RECORDS FOR PROCESSING:
//! Layered cache: hot (redis projection), warm (authoritative disk), cold
//! (upstream SOFT bundles).
//!
//! Contract: `get = hot ?? warm ?? (cold -> populate warm -> populate hot)`.
//! All writes go through warm first, then best-effort to hot. The hot tier
//! may evict or vanish at any time; nothing is lost when it does.

mod hot;
mod soft;
mod warm;

pub use hot::{HotCache, HotCacheStats};
pub use soft::{SoftCache, SoftCleanupReport};
pub use warm::{DatasetManifest, ManifestEntry, StoredParsed, WarmStore, WarmStoreError, WarmStoreStats};

use std::sync::Arc;

use serde::Serialize;
use tracing::instrument;

/// Combined health/stats snapshot across tiers.
#[derive(Debug, Serialize)]
pub struct CacheReport {
    pub hot_enabled: bool,
    pub hot_reachable: bool,
    pub hot_hits: u64,
    pub hot_misses: u64,
    pub hot_hit_rate: f64,
    pub warm: WarmStoreStats,
}

/// The layered cache facade.
pub struct LayeredCache {
    hot: Arc<HotCache>,
    warm: Arc<WarmStore>,
    soft: Arc<SoftCache>,
}

impl LayeredCache {
    /// Assembles the facade over already-constructed tiers.
    #[must_use]
    pub fn new(hot: Arc<HotCache>, warm: Arc<WarmStore>, soft: Arc<SoftCache>) -> Self {
        Self { hot, warm, soft }
    }

    /// The hot tier.
    #[must_use]
    pub fn hot(&self) -> &Arc<HotCache> {
        &self.hot
    }

    /// The warm tier.
    #[must_use]
    pub fn warm(&self) -> &Arc<WarmStore> {
        &self.warm
    }

    /// The cold tier.
    #[must_use]
    pub fn soft(&self) -> &Arc<SoftCache> {
        &self.soft
    }

    /// Read-through lookup of parsed content by hash.
    ///
    /// Hot first; a warm hit back-fills the hot projection.
    ///
    /// # Errors
    ///
    /// Returns [`WarmStoreError`] only for warm-tier failures; hot-tier
    /// trouble silently degrades.
    #[instrument(skip(self))]
    pub async fn get_parsed(
        &self,
        content_sha256: &str,
    ) -> Result<Option<StoredParsed>, WarmStoreError> {
        let key = format!("parsed:{content_sha256}");

        if let Some(cached) = self.hot.get(&key).await
            && let Ok(stored) = serde_json::from_str::<StoredParsed>(&cached)
        {
            return Ok(Some(stored));
        }

        let Some(stored) = self.warm.read_parsed(content_sha256).await? else {
            return Ok(None);
        };

        if let Ok(json) = serde_json::to_string(&stored) {
            self.hot.set(&key, &json).await;
        }
        Ok(Some(stored))
    }

    /// Writes parsed content warm-first, then projects to hot.
    ///
    /// # Errors
    ///
    /// Returns [`WarmStoreError`] when the authoritative write fails; the
    /// hot projection is best-effort.
    #[instrument(skip(self, stored), fields(sha256 = %stored.content_sha256))]
    pub async fn put_parsed(&self, stored: &StoredParsed) -> Result<(), WarmStoreError> {
        self.warm.write_parsed(stored).await?;
        if let Ok(json) = serde_json::to_string(stored) {
            self.hot
                .set(&format!("parsed:{}", stored.content_sha256), &json)
                .await;
        }
        Ok(())
    }

    /// Pattern invalidation on the hot tier (`geo:GSE189*`).
    pub async fn invalidate(&self, pattern: &str) -> u64 {
        self.hot.invalidate_pattern(pattern).await
    }

    /// Health and statistics across tiers.
    ///
    /// # Errors
    ///
    /// Returns [`WarmStoreError`] when warm-tier stats cannot be read.
    pub async fn report(&self) -> Result<CacheReport, WarmStoreError> {
        let warm = self.warm.stats().await?;
        Ok(CacheReport {
            hot_enabled: self.hot.is_enabled(),
            hot_reachable: self.hot.ping().await,
            hot_hits: self.hot.stats().hits(),
            hot_misses: self.hot.stats().misses(),
            hot_hit_rate: self.hot.stats().hit_rate(),
            warm,
        })
    }
}

impl std::fmt::Debug for LayeredCache {
    fn fmt(&self, f: &mut std::fmt::Formatter<'_>) -> std::fmt::Result {
        f.debug_struct("LayeredCache")
            .field("hot", &self.hot)
            .field("warm_root", &self.warm.root())
            .finish_non_exhaustive()
    }
}
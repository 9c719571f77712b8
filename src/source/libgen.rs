//! Library Genesis last-resort routing. Constructed only when explicitly
//! enabled, after Sci-Hub in the candidate order.

use std::sync::Arc;

use async_trait::async_trait;

use crate::classify::UrlType;
use crate::config::EnrichConfig;

use super::rate_limit::RateLimiter;
use super::{PubRef, SourceClient, SourceResult, UrlCandidate, UrlSource};

const DEFAULT_MIRROR: &str = "https://libgen.rs";

/// LibGen URL source; emits one scimag search candidate per DOI.
#[derive(Debug)]
pub struct LibgenClient {
    mirror: String,
    _limiter: Arc<RateLimiter>,
}

impl LibgenClient {
    /// Creates the client against the default mirror.
    #[must_use]
    pub fn new(_config: &EnrichConfig, limiter: Arc<RateLimiter>) -> Self {
        Self {
            mirror: DEFAULT_MIRROR.to_string(),
            _limiter: limiter,
        }
    }
}

impl SourceClient for LibgenClient {
    fn name(&self) -> &'static str {
        "libgen"
    }

    fn base_priority(&self) -> i32 {
        85
    }
}

#[async_trait]
impl UrlSource for LibgenClient {
    async fn fetch_urls(&self, publication: &PubRef) -> SourceResult<Vec<UrlCandidate>> {
        let Some(doi) = &publication.ids.doi else {
            return Ok(Vec::new());
        };
        let mut candidate = UrlCandidate::new(
            format!("{}/scimag/?q={doi}", self.mirror),
            self.name(),
            UrlType::LandingPage,
            self.base_priority(),
        );
        candidate.confidence = 0.2;
        Ok(vec![candidate])
    }
}
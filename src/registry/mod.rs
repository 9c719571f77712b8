//! The GEO registry: single source of truth for persisted pipeline state.
//!
//! The registry owns its SQLite store outright: [`Registry::open`] builds
//! the pool with WAL mode (cheap concurrent snapshot reads), a busy
//! timeout, and foreign-key enforcement (link rows can never outlive their
//! dataset or publication), then runs migrations. All multi-statement
//! writes run in one transaction behind a writer mutex; reads are plain
//! snapshot queries. Attempt history is append-only, publication
//! identifiers are monotonic, and completeness never regresses except
//! through explicit invalidation.

mod record;

pub use record::{
    CompleteGeoData, CompletenessLevel, DatasetRow, DatasetStatistics, DownloadAttemptRow,
    EnrichmentJobRow, ParsedRef, PublicationBundle, PublicationRow, Relationship, Stage,
    UrlCandidateRow,
};

use std::collections::HashMap;
use std::path::Path;
use std::sync::Arc;
use std::time::Duration;

use chrono::Utc;
use sqlx::sqlite::{SqliteConnectOptions, SqliteJournalMode, SqlitePool, SqlitePoolOptions};
use sqlx::{FromRow, Row};
use thiserror::Error;
use tokio::sync::Mutex;
use tracing::{debug, instrument};

use crate::cache::StoredParsed;
use crate::discovery::ScoredPublication;
use crate::download::{AttemptRecord, AttemptStatus};
use crate::ident::{IdentError, PubIds};
use crate::source::UrlCandidate;

/// Pool size for the registry store.
/// Kept low for SQLite since it uses file-level locking.
const MAX_POOL_CONNECTIONS: u32 = 5;

/// How long a connection waits on a lock before returning `SQLITE_BUSY`.
const BUSY_TIMEOUT: Duration = Duration::from_secs(5);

WORK REQUEST: Repeat verbatim the opening run of entries, ending with the line that contains "The hot tier.".

RESULT OF THE EXERCISE:
//! Layered cache: hot (redis projection), warm (authoritative disk), cold
//! (upstream SOFT bundles).
//!
//! Contract: `get = hot ?? warm ?? (cold -> populate warm -> populate hot)`.
//! All writes go through warm first, then best-effort to hot. The hot tier
//! may evict or vanish at any time; nothing is lost when it does.

mod hot;
mod soft;
mod warm;

pub use hot::{HotCache, HotCacheStats};
pub use soft::{SoftCache, SoftCleanupReport};
pub use warm::{DatasetManifest, ManifestEntry, StoredParsed, WarmStore, WarmStoreError, WarmStoreStats};

use std::sync::Arc;

use serde::Serialize;
use tracing::instrument;

/// Combined health/stats snapshot across tiers.
#[derive(Debug, Serialize)]
pub struct CacheReport {
    pub hot_enabled: bool,
    pub hot_reachable: bool,
    pub hot_hits: u64,
    pub hot_misses: u64,
    pub hot_hit_rate: f64,
    pub warm: WarmStoreStats,
}

/// The layered cache facade.
pub struct LayeredCache {
    hot: Arc<HotCache>,
    warm: Arc<WarmStore>,
    soft: Arc<SoftCache>,
}

impl LayeredCache {
    /// Assembles the facade over already-constructed tiers.
    #[must_use]
    pub fn new(hot: Arc<HotCache>, warm: Arc<WarmStore>, soft: Arc<SoftCache>) -> Self {
        Self { hot, warm, soft }
    }

    /// The hot tier.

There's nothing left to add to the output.